The Catholic Church in Lesotho is part of the worldwide Catholic Church, under the spiritual leadership of the Pope in Rome.

In 2020, over 90 percent of the population were Christians; followers of traditional religion, along with Muslims, Hindus and Baha'is, constitute the remainder.

In 2020, Catholics accounted for 45 percent of the population. However, other estimates were much higher.

Christians are scattered throughout the country, while Muslims live mainly in the northeastern part of the country. Most practitioners of Islam are of Asian origin, while the majority of Christians are the indigenous Basotho.

Many Christians still practice their traditional cultural beliefs and rituals along with Christianity. The Catholic Church has fused some aspects of local culture into its services. For example, the singing of hymns during services has developed into a local and traditional way of singing (a repetitive call and response style) in Sesotho, the indigenous language, as well as English. In addition priests are seen dressed in local dress during services.
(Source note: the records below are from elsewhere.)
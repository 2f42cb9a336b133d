//! Policies tab: the catalog with a type filter, creation and deletion.

use dioxus::prelude::*;

use crate::admin::{submit_new_policy, submit_policy_delete, AdminState};
use crate::banner::show_banner;
use crate::notification::Notifier;
use crate::session::use_app;
use crate::views::fields::TextField;
use crate::views::ModalOverlay;

const POLICY_FIELDS: [(&str, &str, &str); 5] = [
    ("name", "Name", "text"),
    ("policyType", "Type", "text"),
    ("premiumAmount", "Premium", "number"),
    ("coverageamount", "Coverage", "number"),
    ("coverageDetails", "Coverage details", "text"),
];

fn amount(value: Option<f64>) -> String {
    value.map(|v| v.to_string()).unwrap_or_default()
}

#[component]
pub fn PoliciesPanel(state: Signal<AdminState>, notifier: Signal<Notifier>) -> Element {
    let mut state = state;
    let snapshot = state.read().clone();
    let filter = snapshot.policy_type_filter.clone();
    let types: Vec<String> = snapshot.policy_types().into_iter().map(str::to_string).collect();

    rsx! {
        div {
            class: "panel-toolbar",
            select {
                value: "{filter}",
                onchange: move |e| state.write().policy_type_filter = e.value(),
                option { value: "", selected: filter.is_empty(), "All types" }
                for policy_type in types {
                    option {
                        value: "{policy_type}",
                        selected: policy_type == filter,
                        "{policy_type}"
                    }
                }
            }
            button {
                class: "primary-btn",
                onclick: move |_| state.write().toggle_policy_form(),
                if snapshot.show_policy_form { "Close" } else { "Add Policy" }
            }
        }

        if snapshot.show_policy_form {
            CreatePolicyForm { state, notifier }
        }

        table {
            class: "data-table",
            thead {
                tr {
                    th { "Name" }
                    th { "Type" }
                    th { "Premium" }
                    th { "Coverage" }
                    th { "Details" }
                    th { "" }
                }
            }
            tbody {
                for policy in snapshot.filtered_policies().into_iter().cloned() {
                    tr {
                        td { {policy.name.clone().unwrap_or_default()} }
                        td { {policy.policy_type.clone().unwrap_or_default()} }
                        td { {amount(policy.premium_amount)} }
                        td { {amount(policy.coverage_amount)} }
                        td { {policy.coverage_details.clone().unwrap_or_default()} }
                        td {
                            button {
                                class: "danger-link-btn",
                                onclick: move |_| state.write().request_delete(policy.id.clone()),
                                "Delete"
                            }
                        }
                    }
                }
            }
        }

        if snapshot.pending_delete.is_some() {
            DeletePolicyDialog { state, notifier }
        }
    }
}

#[component]
fn CreatePolicyForm(state: Signal<AdminState>, notifier: Signal<Notifier>) -> Element {
    let mut state = state;
    let app = use_app();
    let duration = app.config.ui.banner_duration();
    let snapshot = state.read().clone();

    let onsubmit = move |evt: FormEvent| {
        evt.prevent_default();
        let policy = match state.write().prepare_new_policy() {
            Ok(policy) => policy,
            Err(banner) => {
                show_banner(notifier, banner, duration);
                return;
            }
        };
        let backend = app.backend();
        spawn(async move {
            let result = submit_new_policy(&backend, &policy).await;
            let banner = state.write().finish_create_policy(result);
            show_banner(notifier, banner, duration);
        });
    };

    rsx! {
        form {
            class: "card-form",
            onsubmit: onsubmit,
            for (name, label, input_type) in POLICY_FIELDS {
                TextField {
                    label: label.to_string(),
                    value: snapshot.policy_form.value(name).to_string(),
                    error: snapshot.policy_error(name),
                    input_type: input_type.to_string(),
                    oninput: move |value: String| state.write().policy_form.set(name, value),
                    onblur: move |_| state.write().policy_form.touch(name),
                }
            }
            button {
                r#type: "submit",
                class: "primary-btn",
                disabled: snapshot.creating_policy,
                if snapshot.creating_policy { "Creating..." } else { "Create Policy" }
            }
        }
    }
}

/// Confirmation step before a catalog entry is deleted.
#[component]
fn DeletePolicyDialog(state: Signal<AdminState>, notifier: Signal<Notifier>) -> Element {
    let mut state = state;
    let app = use_app();
    let duration = app.config.ui.banner_duration();
    let prompt = state
        .read()
        .pending_delete
        .as_ref()
        .map(|pending| pending.prompt())
        .unwrap_or_default();

    let confirm = move |_: MouseEvent| {
        let id = match state.write().confirm_delete() {
            Ok(id) => id,
            Err(banner) => {
                show_banner(notifier, banner, duration);
                return;
            }
        };
        let backend = app.backend();
        spawn(async move {
            let result = submit_policy_delete(&backend, &id).await;
            if let Some(banner) = state.write().finish_delete(result) {
                show_banner(notifier, banner, duration);
            }
        });
    };

    rsx! {
        ModalOverlay {
            on_close: move |_| state.write().cancel_delete(),
            p { "{prompt}" }
            div {
                class: "form-actions",
                button {
                    class: "secondary-btn",
                    onclick: move |_| state.write().cancel_delete(),
                    "Cancel"
                }
                button { class: "danger-btn", onclick: confirm, "Delete" }
            }
        }
    }
}
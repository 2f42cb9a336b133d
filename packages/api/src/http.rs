//! # HTTP backend: reqwest implementation of the service facade
//!
//! [`HttpBackend`] implements [`AuthService`] and [`AdminService`] against the
//! REST contract described by [`store::EndpointsConfig`]. It is cheap to clone
//! (the reqwest client is reference counted), so components clone it into
//! their async handlers freely.
//!
//! ## Conventions
//!
//! - List endpoints answer with a JSON array; an empty body or `null` is an
//!   empty list.
//! - Mutations ignore the response body; only the status matters.
//! - Login answers with a plain-text token, trimmed before it is returned.
//! - Any non-2xx status becomes [`ApiError::Status`] carrying the body text so
//!   the login screen can look for `"Invalid"` in it.
//! - When a bearer token is attached (see [`HttpBackend::with_token`]) every
//!   admin request sends `Authorization: Bearer <token>`.

use reqwest::{Client, RequestBuilder, Response, Url};
use serde::de::DeserializeOwned;
use store::{ApiConfig, EndpointsConfig};

use crate::auth::{Credentials, LoginKind};
use crate::error::ApiError;
use crate::models::{Agent, AgentId, AgentUpdate, NewAgent, NewPolicy, Policy, PolicyId, PolicyLog, Record};
use crate::service::{AdminService, AuthService};

/// REST client for the insurance backend.
#[derive(Clone, Debug)]
pub struct HttpBackend {
    client: Client,
    base_url: String,
    endpoints: EndpointsConfig,
    token: Option<String>,
}

impl HttpBackend {
    pub fn new(config: &ApiConfig) -> Self {
        Self {
            client: Client::new(),
            base_url: config.base_url.trim_end_matches('/').to_string(),
            endpoints: config.endpoints.clone(),
            token: None,
        }
    }

    /// Attach (or drop) the bearer token sent with admin requests.
    pub fn with_token(mut self, token: Option<String>) -> Self {
        self.token = token;
        self
    }

    pub fn base_url(&self) -> &str {
        &self.base_url
    }

    fn url(&self, path: &str) -> String {
        format!("{}{}", self.base_url, path)
    }

    /// Collection URL with `id` appended as one percent-encoded segment.
    fn item_url(&self, path: &str, id: &str) -> String {
        let collection = self.url(path);
        let Ok(mut url) = Url::parse(&collection) else {
            return format!("{}/{}", collection.trim_end_matches('/'), id);
        };
        if let Ok(mut segments) = url.path_segments_mut() {
            segments.pop_if_empty().push(id);
        }
        url.to_string()
    }

    fn authorize(&self, request: RequestBuilder) -> RequestBuilder {
        match &self.token {
            Some(token) => request.bearer_auth(token),
            None => request,
        }
    }

    async fn get_list<T: DeserializeOwned>(&self, path: &str) -> Result<Vec<T>, ApiError> {
        let url = self.url(path);
        tracing::debug!("GET {}", url);
        let response = self.authorize(self.client.get(&url)).send().await?;
        let body = ensure_success(response).await?.text().await?;
        decode_list(&body)
    }

    async fn send(&self, request: RequestBuilder) -> Result<(), ApiError> {
        let response = self.authorize(request).send().await?;
        ensure_success(response).await?;
        Ok(())
    }
}

/// Turn a non-success response into [`ApiError::Status`].
async fn ensure_success(response: Response) -> Result<Response, ApiError> {
    let status = response.status();
    if status.is_success() {
        return Ok(response);
    }
    let body = response.text().await.unwrap_or_default();
    Err(ApiError::Status {
        status: status.as_u16(),
        body,
    })
}

/// Decode a list body; blank and `null` bodies are empty lists.
pub(crate) fn decode_list<T: DeserializeOwned>(body: &str) -> Result<Vec<T>, ApiError> {
    if body.trim().is_empty() {
        return Ok(Vec::new());
    }
    let items: Option<Vec<T>> = serde_json::from_str(body)?;
    Ok(items.unwrap_or_default())
}

impl AuthService for HttpBackend {
    async fn login(&self, kind: LoginKind, credentials: &Credentials) -> Result<String, ApiError> {
        let path = match kind {
            LoginKind::Agent => &self.endpoints.agent_login,
            LoginKind::Customer => &self.endpoints.customer_login,
        };
        let url = self.url(path);
        tracing::debug!(email = %credentials.email, "POST {}", url);

        let response = self
            .client
            .post(&url)
            .header(reqwest::header::ACCEPT, "application/json")
            .json(credentials)
            .send()
            .await?;
        let token = ensure_success(response).await?.text().await?;
        Ok(token.trim().to_string())
    }
}

impl AdminService for HttpBackend {
    async fn list_agents(&self) -> Result<Vec<Agent>, ApiError> {
        self.get_list(&self.endpoints.agents).await
    }

    async fn create_agent(&self, agent: &NewAgent) -> Result<(), ApiError> {
        let url = self.url(&self.endpoints.agents);
        tracing::debug!("POST {}", url);
        self.send(self.client.post(url).json(agent)).await
    }

    async fn update_agent(&self, id: &AgentId, agent: &AgentUpdate) -> Result<(), ApiError> {
        let url = self.item_url(&self.endpoints.agents, &id.0);
        tracing::debug!("PUT {}", url);
        self.send(self.client.put(url).json(agent)).await
    }

    async fn list_claims(&self) -> Result<Vec<Record>, ApiError> {
        self.get_list(&self.endpoints.claims).await
    }

    async fn list_customers(&self) -> Result<Vec<Record>, ApiError> {
        self.get_list(&self.endpoints.customers).await
    }

    async fn list_policies(&self) -> Result<Vec<Policy>, ApiError> {
        self.get_list(&self.endpoints.policy_catalog).await
    }

    async fn create_policy(&self, policy: &NewPolicy) -> Result<(), ApiError> {
        let url = self.url(&self.endpoints.policy_catalog);
        tracing::debug!("POST {}", url);
        self.send(self.client.post(url).json(policy)).await
    }

    async fn delete_policy(&self, id: &PolicyId) -> Result<(), ApiError> {
        let url = self.item_url(&self.endpoints.policy_catalog, &id.0);
        tracing::debug!("DELETE {}", url);
        self.send(self.client.delete(url)).await
    }

    async fn list_policy_logs(&self) -> Result<Vec<PolicyLog>, ApiError> {
        self.get_list(&self.endpoints.policy_logs).await
    }
}

#[cfg(test)]
mod tests {
    use super::*;

    #[test]
    fn test_urls_join_cleanly() {
        let backend = HttpBackend::new(&ApiConfig {
            base_url: "http://localhost:8763/".to_string(),
            endpoints: EndpointsConfig::default(),
        });
        assert_eq!(backend.base_url(), "http://localhost:8763");
        assert_eq!(backend.url("/admin/agents"), "http://localhost:8763/admin/agents");
        assert_eq!(
            backend.item_url("/admin/policylist/", "17"),
            "http://localhost:8763/admin/policylist/17"
        );
    }

    #[test]
    fn test_item_url_encodes_id() {
        let backend = HttpBackend::new(&ApiConfig {
            base_url: "http://localhost:8763".to_string(),
            endpoints: EndpointsConfig::default(),
        });
        assert_eq!(
            backend.item_url("/admin/agents", "a/b c?x"),
            "http://localhost:8763/admin/agents/a%2Fb%20c%3Fx"
        );
    }

    #[test]
    fn test_decode_list_tolerates_null_and_blank() {
        let empty: Vec<Record> = decode_list("").unwrap();
        assert!(empty.is_empty());

        let null: Vec<Record> = decode_list("null").unwrap();
        assert!(null.is_empty());

        let agents: Vec<Agent> = decode_list(r#"[{"id": 1, "name": "A"}, {"agentId": "b"}]"#).unwrap();
        assert_eq!(agents.len(), 2);
        assert_eq!(agents[1].id.as_ref().map(|id| id.0.as_str()), Some("b"));
    }

    #[test]
    fn test_decode_list_rejects_non_list() {
        let result: Result<Vec<Record>, ApiError> = decode_list(r#"{"error": "nope"}"#);
        assert!(matches!(result, Err(ApiError::Decode(_))));
    }
}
The prominent role of the Catholic Church in the country derives from the successful establishment of Catholic schools in the 20th century and their influence over education policy. The Catholic Church used to own about 75 percent of all primary and secondary schools in the country, and was instrumental in establishing the National University of Lesotho; as of 2007, however, it owned less than 40 percent of the primary and secondary schools.

The Catholic Church helped found the Basotho National Party (BNP) in 1959 and sponsored it in the independence elections in 1966. Most members of the BNP are practicing Catholics. The BNP ruled the country from independence in 1966 until 1985 when it was overthrown in a military coup. The then-opposition Basutoland Congress Party (BCP) historically has been aligned with the Protestant Lesotho Evangelical Church.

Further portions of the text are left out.